What this task involves: Extract each line holding the word "サブコマンドの引数を構築する" from the entries.

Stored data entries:
──────────
use std::path::{Path, PathBuf};
use std::process::Stdio;

use tokio::process::Command;

use crate::domain::engine::{
    AudioArtifact, CloneRequest, ClonedVoice, EngineError, EngineHealth, ResolvedVoice,
    SynthesisEngine, SynthesisRequest,
};
use crate::domain::settings::SidecarConfig;
use crate::infra::artifacts::probe_wav;

/// sidecar の終了コード規約
const EXIT_INVALID_INPUT: i32 = 2;
const EXIT_RESOURCE_EXHAUSTED: i32 = 3;
const EXIT_UNAVAILABLE: i32 = 4;

/// 外部合成バイナリ sidecar プロセスマネージャ。
///
/// プロセスは `kill_on_drop` で起動するので、呼び出し側のタイムアウトで
/// future が破棄されれば子プロセスも終了する。
pub struct SidecarEngine {
    config: parking_lot::RwLock<SidecarConfig>,
}

impl SidecarEngine {
    pub fn new(config: SidecarConfig) -> Self {
        Self {
            config: parking_lot::RwLock::new(config),
        }
    }

    /// 現在の設定のクローンを取得する。
    pub fn config(&self) -> SidecarConfig {
        self.config.read().clone()
    }

    /// バイナリとモデルの存在を検証する。
    pub fn validate(&self) -> Result<(), EngineError> {
        let config = self.config.read();
        if !config.binary_path.exists() && which_binary(&config.binary_path).is_none() {
            return Err(EngineError::unavailable(format!(
                "synthesis binary not found: {:?}",
                config.binary_path
            )));
        }
        if !config.model_path.exists() {
            return Err(EngineError::unavailable(format!(
                "synthesis model not found: {:?}",
                config.model_path
            )));
        }
        Ok(())
    }

    /// synthesize サブコマンドの引数を構築する。
    fn build_synthesize_args(config: &SidecarConfig, request: &SynthesisRequest) -> Vec<String> {
        let mut args = vec![
            "synthesize".into(),
            "--model".into(),
            config.model_path.to_string_lossy().into(),
            "--text".into(),
            request.text.clone(),
            "--language".into(),
            request.language.clone(),
            "--quality".into(),
            request.quality.as_str().into(),
        ];

        match &request.voice {
            Some(ResolvedVoice::Preset(id)) => {
                args.push("--voice".into());
                args.push(id.clone());
            }
            Some(ResolvedVoice::Reference {
                audio_path,
                transcript,
            }) => {
                args.push("--reference".into());
                args.push(audio_path.to_string_lossy().into());
                if let Some(t) = transcript.as_deref().filter(|t| !t.is_empty()) {
                    args.push("--reference-text".into());
                    args.push(t.into());
                }
            }
            None => {}
        }

        args.extend(config.extra_args.iter().cloned());
        args.push("--output".into());
        args.push(request.output_path.to_string_lossy().into());
        args
    }

    /// clone サブコマンドの引数を構築する。
    fn build_clone_args(config: &SidecarConfig, request: &CloneRequest) -> Vec<String> {
        let mut args = vec![
            "clone".into(),
            "--model".into(),
            config.model_path.to_string_lossy().into(),
            "--reference".into(),
            request.reference_audio.to_string_lossy().into(),
            "--language".into(),
            request.language.clone(),
        ];
        if let Some(t) = request.transcript.as_deref().filter(|t| !t.is_empty()) {
            args.push("--reference-text".into());
            args.push(t.into());
        }
        args.extend(config.extra_args.iter().cloned());
        args.push("--output".into());
        args.push(request.output_path.to_string_lossy().into());
        args
    }

    /// sidecar を実行して stdout を返す。
    async fn run(&self, args: Vec<String>) -> Result<String, EngineError> {
        // config のスナップショットを取得（ロック保持を最小化）
        let config = self.config.read().clone();

        log::debug!("Running synthesis sidecar: {:?} {:?}", config.binary_path, args);

        let child = Command::new(&config.binary_path)
            .args(&args)
            .stdout(Stdio::piped())
            .stderr(Stdio::piped())
            .kill_on_drop(true)
            .spawn()
            .map_err(|e| match e.kind() {
                std::io::ErrorKind::NotFound => EngineError::unavailable(format!(
                    "synthesis binary not found: {:?}",
                    config.binary_path
                )),
                std::io::ErrorKind::PermissionDenied => {
                    EngineError::unavailable(format!("cannot execute synthesis binary: {e}"))
                }
                _ => EngineError::failed(format!("failed to spawn synthesis process: {e}")),
            })?;

        let output = child
            .wait_with_output()
            .await
            .map_err(|e| EngineError::failed(format!("synthesis process error: {e}")))?;

        if !output.status.success() {
            let stderr = String::from_utf8_lossy(&output.stderr);
            return Err(classify_failure(output.status.code(), &stderr));
        }

        Ok(String::from_utf8_lossy(&output.stdout).into_owned())
    }
}

/// 終了コードと stderr をエラー種別に対応付ける。
fn classify_failure(code: Option<i32>, stderr: &str) -> EngineError {
    let tail = tail_chars(stderr, 500);
    let lowered = stderr.to_ascii_lowercase();
    if code == Some(EXIT_RESOURCE_EXHAUSTED) || lowered.contains("out of memory") {
        return EngineError::resource_exhausted(format!("sidecar exhausted resources: {tail}"));
    }
    match code {
        Some(EXIT_INVALID_INPUT) => {
            EngineError::invalid_input(format!("sidecar rejected input: {tail}"))
        }
        Some(EXIT_UNAVAILABLE) => {
            EngineError::unavailable(format!("sidecar failed to initialize: {tail}"))
        }
        Some(c) => EngineError::failed(format!("sidecar exited with status {c}: {tail}")),
        None => EngineError::failed("sidecar terminated by signal"),
    }
}

/// 末尾 `n` 文字。マルチバイト文字の途中では切らない。
fn tail_chars(s: &str, n: usize) -> &str {
    let start = s
        .char_indices()
        .rev()
        .nth(n.saturating_sub(1))
        .map_or(0, |(i, _)| i);
    &s[start..]
}

/// 先頭 `n` 文字。
fn head_chars(s: &str, n: usize) -> &str {
    let end = s.char_indices().nth(n).map_or(s.len(), |(i, _)| i);
    &s[..end]
}

// ─── sidecar JSON 出力 ───────────────────────────────────────────

#[derive(Debug, Default, serde::Deserialize)]
struct CloneJsonOutput {
    #[serde(default)]
    transcript: Option<String>,
}

fn parse_clone_output(stdout: &str) -> Result<CloneJsonOutput, EngineError> {
    let json_str = stdout.trim();
    if json_str.is_empty() {
        return Ok(CloneJsonOutput::default());
    }
    serde_json::from_str(json_str).map_err(|e| {
        EngineError::failed(format!(
            "failed to parse sidecar JSON: {e}. Raw: {}",
            head_chars(json_str, 500)
        ))
    })
}

/// 出力 WAV を検証してアーティファクトにする
fn artifact_at(path: &Path) -> Result<AudioArtifact, EngineError> {
    let info = probe_wav(path)
        .map_err(|e| EngineError::failed(format!("sidecar produced no usable audio: {e}")))?;
    if info.duration_ms == 0 {
        return Err(EngineError::failed("sidecar produced empty audio"));
    }
    Ok(AudioArtifact {
        path: path.to_path_buf(),
        sample_rate: info.sample_rate,
        duration_ms: info.duration_ms,
    })
}

/// PATH 上でバイナリを検索する簡易ヘルパー。
fn which_binary(name: &Path) -> Option<PathBuf> {
    let name_str = name.to_string_lossy();
    if name_str.contains('/') || name_str.contains('\\') {
        return if name.exists() { Some(name.to_path_buf()) } else { None };
    }
    let path_var = std::env::var_os("PATH")?;
    std::env::split_paths(&path_var)
        .map(|dir| dir.join(name))
        .find(|p| p.exists())
}

// ─── SynthesisEngine 実装 ────────────────────────────────────────

#[async_trait::async_trait]
impl SynthesisEngine for SidecarEngine {
    async fn synthesize(&self, request: &SynthesisRequest) -> Result<AudioArtifact, EngineError> {
        let config = self.config.read().clone();
        let args = Self::build_synthesize_args(&config, request);
        self.run(args).await?;
        artifact_at(&request.output_path)
    }

    async fn clone_voice(&self, request: &CloneRequest) -> Result<ClonedVoice, EngineError> {
        if !request.reference_audio.exists() {
            return Err(EngineError::invalid_input(format!(
                "reference audio does not exist: {:?}",
                request.reference_audio
            )));
        }
        let config = self.config.read().clone();
        let args = Self::build_clone_args(&config, request);
        let stdout = self.run(args).await?;
        let parsed = parse_clone_output(&stdout)?;
        Ok(ClonedVoice {
            artifact: artifact_at(&request.output_path)?,
            transcript: parsed.transcript.or_else(|| request.transcript.clone()),
        })
    }

    async fn health(&self) -> EngineHealth {
        match self.validate() {
            Ok(()) => EngineHealth::ready(self.name()),
            Err(e) => EngineHealth::not_ready(self.name(), e.detail),
        }
    }

    fn name(&self) -> &str {
        "sidecar"
    }
}

// ─── テスト ─────────────────────────────────────────────────────

#[cfg(test)]
mod tests {
    use super::*;
    use crate::domain::engine::{EngineErrorKind, QualityProfile};

    fn request(voice: Option<ResolvedVoice>) -> SynthesisRequest {
        SynthesisRequest {
            job_id: "job-1".into(),
            text: "Hello world".into(),
            language: "en".into(),
            voice,
            quality: QualityProfile::High,
            output_path: PathBuf::from("/tmp/out.wav"),
        }
    }

    #[test]
    fn synthesize_args_with_preset() {
        let config = SidecarConfig::default();
        let args = SidecarEngine::build_synthesize_args(
            &config,
            &request(Some(ResolvedVoice::Preset("alloy".into()))),
        );
        assert_eq!(args[0], "synthesize");
        let voice_idx = args.iter().position(|a| a == "--voice").unwrap();
        assert_eq!(args[voice_idx + 1], "alloy");
        let q_idx = args.iter().position(|a| a == "--quality").unwrap();
        assert_eq!(args[q_idx + 1], "high");
        assert_eq!(args[args.len() - 2], "--output");
        assert_eq!(args[args.len() - 1], "/tmp/out.wav");
    }

    #[test]
    fn synthesize_args_with_reference() {
        let config = SidecarConfig {
            extra_args: vec!["--device".into(), "cuda:0".into()],
            ..Default::default()
        };
        let args = SidecarEngine::build_synthesize_args(
            &config,
            &request(Some(ResolvedVoice::Reference {
                audio_path: PathBuf::from("/v/vp.wav"),
                transcript: Some("hi there".into()),
            })),
        );
        assert!(args.contains(&"--reference".to_string()));
        assert!(args.contains(&"hi there".to_string()));
        assert!(args.contains(&"cuda:0".to_string()));
        assert!(!args.contains(&"--voice".to_string()));
    }

    #[test]
    fn classify_exit_codes() {
        assert_eq!(
            classify_failure(Some(3), "").kind,
            EngineErrorKind::ResourceExhausted
        );
        assert_eq!(
            classify_failure(Some(1), "RuntimeError: CUDA out of memory").kind,
            EngineErrorKind::ResourceExhausted
        );
        assert_eq!(
            classify_failure(Some(2), "unsupported sample rate").kind,
            EngineErrorKind::InvalidInput
        );
        assert_eq!(
            classify_failure(Some(4), "model load failed").kind,
            EngineErrorKind::Unavailable
        );
        assert_eq!(classify_failure(Some(1), "boom").kind, EngineErrorKind::Failed);
        assert_eq!(classify_failure(None, "").kind, EngineErrorKind::Failed);
    }

    #[test]
    fn parse_clone_transcript() {
        let out = parse_clone_output(r#"{"transcript": "hello there"}"#).unwrap();
        assert_eq!(out.transcript.as_deref(), Some("hello there"));
        assert!(parse_clone_output("").unwrap().transcript.is_none());
        assert!(parse_clone_output("not json").is_err());
    }

    #[test]
    fn classify_failure_keeps_multibyte_stderr_intact() {
        // 1800 バイト。単純なバイト位置での切り出しは文字の途中に当たる
        let stderr = "エラー".repeat(200);
        let err = classify_failure(Some(1), &stderr);
        assert_eq!(err.kind, EngineErrorKind::Failed);
        let tail = err.detail.trim_start_matches("sidecar exited with status 1: ");
        assert_eq!(tail.chars().count(), 500);
        assert!(tail.ends_with("エラー"));

        let err = classify_failure(Some(EXIT_RESOURCE_EXHAUSTED), "メモリ不足");
        assert_eq!(err.kind, EngineErrorKind::ResourceExhausted);
        assert!(err.detail.ends_with("メモリ不足"));
    }

    #[test]
    fn parse_clone_error_keeps_multibyte_output_intact() {
        let raw = format!("x{}", "音声".repeat(400));
        let err = parse_clone_output(&raw).unwrap_err();
        assert_eq!(err.kind, EngineErrorKind::Failed);
        let shown = err.detail.split("Raw: ").nth(1).unwrap();
        assert_eq!(shown.chars().count(), 500);
        assert!(shown.starts_with("x音声"));
    }

    #[tokio::test]
    async fn missing_binary_is_unavailable() {
        let engine = SidecarEngine::new(SidecarConfig {
            binary_path: PathBuf::from("/nonexistent/tts-cli"),
            ..Default::default()
        });
        let err = engine.synthesize(&request(None)).await.unwrap_err();
        assert_eq!(err.kind, EngineErrorKind::Unavailable);

        let health = engine.health().await;
        assert!(!health.ready);
        assert_eq!(health.backend, "sidecar");
    }

    #[tokio::test]
    async fn clone_missing_reference_is_invalid() {
        let engine = SidecarEngine::new(SidecarConfig::default());
        let err = engine
            .clone_voice(&CloneRequest {
                job_id: "job-1".into(),
                reference_audio: PathBuf::from("/nonexistent/ref.wav"),
                language: "en".into(),
                transcript: None,
                output_path: PathBuf::from("/tmp/clone.wav"),
            })
            .await
            .unwrap_err();
        assert_eq!(err.kind, EngineErrorKind::InvalidInput);
    }
}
──────────
Task result:
    /// synthesize サブコマンドの引数を構築する。
    /// clone サブコマンドの引数を構築する。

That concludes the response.